Then the door opened, and my two brothers came in. Jamey was carrying a six-pack, and Clyde had a brown paper bag with what looked to be a bottle of wine. Jamey patted me on the head absentmindedly, but Clyde gave me a bear hug. I shouldn't admit this, even to myself, but Clyde had always been my favorite of the two. I even liked his girlfriend, who treated me as if I were her equal rather than an annoying younger sister. I sometimes fantasized that they would ask me to live with them, even though I knew mom would never allow it.
They both seemed to know Roger, which made me curious. Something about the situation was slightly off-kilter and made me uneasy. The boys were friendly but somewhat guarded as if they too sensed something slightly off about the dinner. I don't remember much of the conversation, but from the bits I understood, Roger was somehow involved in theater and knew a lot of the same people in my parents' inner circle. He didn't make a fuss over me, for which I was grateful. I hated when adults felt they had to speak to me in that strange language they reserve for kids, asking the usual questions about school and interests. I was not comfortable with small talk, an anomaly in my family. I'm still like that now, the only holdout in a family of extroverts.

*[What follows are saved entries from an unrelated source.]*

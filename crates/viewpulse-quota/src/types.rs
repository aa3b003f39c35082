//! Quota types.

use serde::Serialize;
use viewpulse_store::QuotaUsage;

/// Upstream call kinds and their fixed unit cost per call.
#[derive(Debug, Clone, Copy, PartialEq, Eq, Hash, Serialize)]
pub enum CallKind {
    #[serde(rename = "videos.list")]
    VideosList,
    #[serde(rename = "channels.list")]
    ChannelsList,
    #[serde(rename = "playlistItems.list")]
    PlaylistItemsList,
    #[serde(rename = "search.list")]
    SearchList,
}

impl CallKind {
    pub fn as_str(&self) -> &'static str {
        match self {
            Self::VideosList => "videos.list",
            Self::ChannelsList => "channels.list",
            Self::PlaylistItemsList => "playlistItems.list",
            Self::SearchList => "search.list",
        }
    }

    /// Units charged per call, regardless of how many ids the call carries.
    pub fn unit_cost(&self) -> u32 {
        match self {
            Self::SearchList => 100,
            _ => 1,
        }
    }
}

impl std::fmt::Display for CallKind {
    fn fmt(&self, f: &mut std::fmt::Formatter<'_>) -> std::fmt::Result {
        f.write_str(self.as_str())
    }
}

/// Snapshot of the current budget period.
#[derive(Debug, Clone, Serialize)]
pub struct QuotaStatus {
    #[serde(rename = "periodDate")]
    pub period_date: String,
    #[serde(rename = "dailyBudget")]
    pub daily_budget: u32,
    pub used: u32,
    pub remaining: u32,
    #[serde(rename = "byKind")]
    pub by_kind: Vec<QuotaUsage>,
    /// RFC 3339 instant at which the next budget period begins.
    #[serde(rename = "resetsAt")]
    pub resets_at: String,
}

Clyde looked over at me as if he could read my thoughts and gave me a warm smile as if to reassure me. It comforted me somehow, and I was able to relax through the rest of the meal. Roger offered to help mom with the dishes, and that too made me uncomfortable, as if he were trying to fill in for my father. I was never an outspoken child, and so I kept the feelings to myself. My brothers turned on the TV and started watching some kind of sport, probably baseball, since it was still summertime. I sat in my reading chair and buried myself in one of my books, my way of protecting myself from the complications of life around me. I could hear water running in the kitchen, china, and cutlery being washed and dried, and the hum of conversation. Suddenly, my mother let out a laugh that caused us all to turn in the direction of the kitchen, like a trio of Pavlov's dogs. The boys looked at each other, then at me, then back at the TV without a word. Whatever it was that was going on in the kitchen, it had been a long time since I had heard my mother laugh like that. I felt a pang of sadness for my father, who should have been the one sharing the dishwashing, making mom laugh.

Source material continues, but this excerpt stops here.